> _TASK_
Using the data below, gather each line that includes the word "rank".

> _GIVEN RECORDS_
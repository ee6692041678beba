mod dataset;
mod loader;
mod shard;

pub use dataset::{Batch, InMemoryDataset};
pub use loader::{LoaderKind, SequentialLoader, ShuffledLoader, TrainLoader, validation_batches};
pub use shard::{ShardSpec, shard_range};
--
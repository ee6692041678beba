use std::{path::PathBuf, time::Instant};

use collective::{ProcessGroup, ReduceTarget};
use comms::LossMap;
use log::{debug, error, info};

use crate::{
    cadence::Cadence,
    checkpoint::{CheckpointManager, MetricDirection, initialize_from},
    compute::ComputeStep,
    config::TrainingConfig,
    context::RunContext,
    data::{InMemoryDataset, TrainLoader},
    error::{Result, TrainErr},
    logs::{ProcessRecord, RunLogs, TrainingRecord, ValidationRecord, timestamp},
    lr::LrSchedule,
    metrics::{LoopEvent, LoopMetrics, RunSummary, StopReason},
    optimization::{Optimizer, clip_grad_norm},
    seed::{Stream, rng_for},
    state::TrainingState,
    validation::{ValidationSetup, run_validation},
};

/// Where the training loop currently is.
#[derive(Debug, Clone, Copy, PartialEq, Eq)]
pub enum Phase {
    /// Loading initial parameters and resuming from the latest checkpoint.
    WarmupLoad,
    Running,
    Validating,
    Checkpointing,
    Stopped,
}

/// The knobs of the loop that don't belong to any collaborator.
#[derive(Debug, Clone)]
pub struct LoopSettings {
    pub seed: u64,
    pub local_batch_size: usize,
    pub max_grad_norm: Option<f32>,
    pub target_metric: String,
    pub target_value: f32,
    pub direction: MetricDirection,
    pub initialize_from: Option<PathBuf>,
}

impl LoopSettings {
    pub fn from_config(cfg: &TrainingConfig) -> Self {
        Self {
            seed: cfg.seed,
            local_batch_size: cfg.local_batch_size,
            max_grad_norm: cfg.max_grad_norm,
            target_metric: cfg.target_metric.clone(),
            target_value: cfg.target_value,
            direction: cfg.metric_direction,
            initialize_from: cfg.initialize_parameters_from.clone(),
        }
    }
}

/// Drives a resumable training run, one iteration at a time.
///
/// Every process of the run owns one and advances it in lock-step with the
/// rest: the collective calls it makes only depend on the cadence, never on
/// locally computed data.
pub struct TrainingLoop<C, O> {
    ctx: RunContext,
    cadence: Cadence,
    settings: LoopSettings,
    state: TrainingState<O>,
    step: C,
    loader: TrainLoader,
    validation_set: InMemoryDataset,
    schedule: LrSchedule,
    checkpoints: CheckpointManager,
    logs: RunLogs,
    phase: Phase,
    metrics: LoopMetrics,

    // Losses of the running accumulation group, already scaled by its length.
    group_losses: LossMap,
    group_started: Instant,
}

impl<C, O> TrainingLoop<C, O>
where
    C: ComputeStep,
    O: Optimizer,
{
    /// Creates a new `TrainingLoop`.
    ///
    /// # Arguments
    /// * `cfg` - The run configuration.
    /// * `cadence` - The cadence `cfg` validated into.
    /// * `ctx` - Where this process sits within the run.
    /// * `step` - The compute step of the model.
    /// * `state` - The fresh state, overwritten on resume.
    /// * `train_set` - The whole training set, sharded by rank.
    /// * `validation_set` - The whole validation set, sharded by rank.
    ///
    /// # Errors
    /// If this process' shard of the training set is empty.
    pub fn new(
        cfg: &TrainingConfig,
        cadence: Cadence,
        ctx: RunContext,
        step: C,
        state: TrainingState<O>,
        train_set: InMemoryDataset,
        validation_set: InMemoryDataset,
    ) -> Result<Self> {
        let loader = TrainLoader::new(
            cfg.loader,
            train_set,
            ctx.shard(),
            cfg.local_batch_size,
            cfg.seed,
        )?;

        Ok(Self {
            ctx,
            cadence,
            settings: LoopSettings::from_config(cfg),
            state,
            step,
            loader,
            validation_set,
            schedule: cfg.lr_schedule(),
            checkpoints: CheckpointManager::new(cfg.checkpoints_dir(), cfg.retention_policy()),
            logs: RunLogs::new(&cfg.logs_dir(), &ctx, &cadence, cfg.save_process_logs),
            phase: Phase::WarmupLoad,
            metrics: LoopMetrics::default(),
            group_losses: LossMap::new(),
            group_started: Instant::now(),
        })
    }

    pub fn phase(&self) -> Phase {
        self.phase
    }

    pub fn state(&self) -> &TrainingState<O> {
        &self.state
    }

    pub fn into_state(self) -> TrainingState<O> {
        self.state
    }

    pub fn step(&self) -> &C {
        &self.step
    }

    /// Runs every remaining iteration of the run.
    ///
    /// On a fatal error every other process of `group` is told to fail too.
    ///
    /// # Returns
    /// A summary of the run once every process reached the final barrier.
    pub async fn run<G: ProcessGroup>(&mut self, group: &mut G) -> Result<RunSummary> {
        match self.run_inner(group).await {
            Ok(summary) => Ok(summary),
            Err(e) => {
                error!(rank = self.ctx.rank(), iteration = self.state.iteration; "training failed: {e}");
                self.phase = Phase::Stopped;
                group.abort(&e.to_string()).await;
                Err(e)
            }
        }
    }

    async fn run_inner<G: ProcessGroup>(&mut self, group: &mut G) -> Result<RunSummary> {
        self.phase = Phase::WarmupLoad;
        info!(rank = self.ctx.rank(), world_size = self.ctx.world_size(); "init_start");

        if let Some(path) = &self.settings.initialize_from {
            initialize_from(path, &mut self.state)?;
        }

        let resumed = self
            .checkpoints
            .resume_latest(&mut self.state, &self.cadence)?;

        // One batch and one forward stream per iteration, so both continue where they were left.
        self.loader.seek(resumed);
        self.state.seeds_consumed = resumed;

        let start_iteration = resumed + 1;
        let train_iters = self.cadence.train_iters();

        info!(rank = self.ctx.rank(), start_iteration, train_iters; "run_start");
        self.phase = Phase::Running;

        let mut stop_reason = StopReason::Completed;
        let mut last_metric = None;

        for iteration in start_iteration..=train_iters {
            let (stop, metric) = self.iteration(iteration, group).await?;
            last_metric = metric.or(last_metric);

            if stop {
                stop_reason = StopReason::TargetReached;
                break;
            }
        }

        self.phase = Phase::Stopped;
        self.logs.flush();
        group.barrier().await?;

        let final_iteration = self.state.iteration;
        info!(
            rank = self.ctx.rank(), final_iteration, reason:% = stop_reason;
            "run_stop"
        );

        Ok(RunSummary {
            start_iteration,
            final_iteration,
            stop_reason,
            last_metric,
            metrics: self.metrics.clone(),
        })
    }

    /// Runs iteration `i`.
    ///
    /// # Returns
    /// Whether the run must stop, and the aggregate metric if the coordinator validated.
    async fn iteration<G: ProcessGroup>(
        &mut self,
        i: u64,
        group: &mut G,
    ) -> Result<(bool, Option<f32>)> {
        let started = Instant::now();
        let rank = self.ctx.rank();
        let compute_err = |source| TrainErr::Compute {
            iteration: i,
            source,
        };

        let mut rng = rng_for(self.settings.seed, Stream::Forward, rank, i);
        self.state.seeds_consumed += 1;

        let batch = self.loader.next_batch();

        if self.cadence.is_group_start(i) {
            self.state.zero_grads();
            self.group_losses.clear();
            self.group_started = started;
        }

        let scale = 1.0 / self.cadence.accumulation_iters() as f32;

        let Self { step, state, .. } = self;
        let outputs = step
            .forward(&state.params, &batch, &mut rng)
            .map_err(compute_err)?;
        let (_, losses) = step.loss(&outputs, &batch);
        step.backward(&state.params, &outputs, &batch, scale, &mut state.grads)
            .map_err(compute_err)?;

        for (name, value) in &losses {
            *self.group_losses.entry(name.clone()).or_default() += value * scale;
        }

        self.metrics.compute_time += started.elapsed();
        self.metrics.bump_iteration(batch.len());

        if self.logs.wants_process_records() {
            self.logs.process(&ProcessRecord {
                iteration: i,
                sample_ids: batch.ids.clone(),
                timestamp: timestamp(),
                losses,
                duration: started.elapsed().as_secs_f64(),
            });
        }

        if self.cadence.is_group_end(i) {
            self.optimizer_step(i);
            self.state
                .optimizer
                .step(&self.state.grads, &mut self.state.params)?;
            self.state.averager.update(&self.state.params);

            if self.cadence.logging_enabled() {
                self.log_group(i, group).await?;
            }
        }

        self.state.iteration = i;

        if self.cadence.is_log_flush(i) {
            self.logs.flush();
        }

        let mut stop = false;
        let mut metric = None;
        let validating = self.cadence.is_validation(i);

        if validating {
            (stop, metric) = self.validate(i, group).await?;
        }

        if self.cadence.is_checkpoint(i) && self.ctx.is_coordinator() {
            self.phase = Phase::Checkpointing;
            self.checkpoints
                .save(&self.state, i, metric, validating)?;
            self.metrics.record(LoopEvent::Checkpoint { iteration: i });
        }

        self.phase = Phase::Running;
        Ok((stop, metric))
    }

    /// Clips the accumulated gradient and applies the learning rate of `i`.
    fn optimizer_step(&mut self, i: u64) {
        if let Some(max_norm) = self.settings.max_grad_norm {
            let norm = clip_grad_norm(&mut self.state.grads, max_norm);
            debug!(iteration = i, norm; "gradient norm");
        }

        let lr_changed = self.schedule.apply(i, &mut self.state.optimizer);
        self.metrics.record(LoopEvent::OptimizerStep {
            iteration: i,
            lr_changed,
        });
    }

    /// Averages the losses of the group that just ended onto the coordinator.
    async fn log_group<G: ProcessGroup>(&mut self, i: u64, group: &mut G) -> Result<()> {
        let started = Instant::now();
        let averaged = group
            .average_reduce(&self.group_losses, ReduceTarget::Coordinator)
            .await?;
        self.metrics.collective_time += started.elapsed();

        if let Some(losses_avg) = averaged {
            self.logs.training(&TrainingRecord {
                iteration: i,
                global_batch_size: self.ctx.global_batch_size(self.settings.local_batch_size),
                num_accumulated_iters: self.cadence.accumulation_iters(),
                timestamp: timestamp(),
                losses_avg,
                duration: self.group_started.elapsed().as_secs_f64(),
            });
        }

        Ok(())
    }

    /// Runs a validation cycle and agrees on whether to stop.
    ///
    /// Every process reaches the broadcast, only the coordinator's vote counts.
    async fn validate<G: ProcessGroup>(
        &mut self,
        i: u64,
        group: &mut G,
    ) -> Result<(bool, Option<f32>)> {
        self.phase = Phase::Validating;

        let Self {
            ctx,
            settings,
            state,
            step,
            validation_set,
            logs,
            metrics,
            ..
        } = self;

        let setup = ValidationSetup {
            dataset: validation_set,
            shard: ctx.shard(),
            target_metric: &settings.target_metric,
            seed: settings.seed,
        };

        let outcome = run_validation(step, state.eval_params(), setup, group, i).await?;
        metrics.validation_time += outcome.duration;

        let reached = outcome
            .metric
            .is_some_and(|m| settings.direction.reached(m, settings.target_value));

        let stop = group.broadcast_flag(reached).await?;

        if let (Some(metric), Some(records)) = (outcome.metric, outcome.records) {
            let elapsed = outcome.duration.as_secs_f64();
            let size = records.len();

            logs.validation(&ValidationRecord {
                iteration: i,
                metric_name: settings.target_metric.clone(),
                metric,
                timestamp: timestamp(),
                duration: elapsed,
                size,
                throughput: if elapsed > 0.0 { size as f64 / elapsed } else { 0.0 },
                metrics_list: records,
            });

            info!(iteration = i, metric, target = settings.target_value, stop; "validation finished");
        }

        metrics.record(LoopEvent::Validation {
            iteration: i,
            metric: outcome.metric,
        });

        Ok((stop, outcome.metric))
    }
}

> _WRITTEN RESPONSE_
    /// * `train_set` - The whole training set, sharded by rank.
    /// * `validation_set` - The whole validation set, sharded by rank.
                error!(rank = self.ctx.rank(), iteration = self.state.iteration; "training failed: {e}");
        info!(rank = self.ctx.rank(), world_size = self.ctx.world_size(); "init_start");
        info!(rank = self.ctx.rank(), start_iteration, train_iters; "run_start");
            rank = self.ctx.rank(), final_iteration, reason:% = stop_reason;
        let rank = self.ctx.rank();
        let mut rng = rng_for(self.settings.seed, Stream::Forward, rank, i);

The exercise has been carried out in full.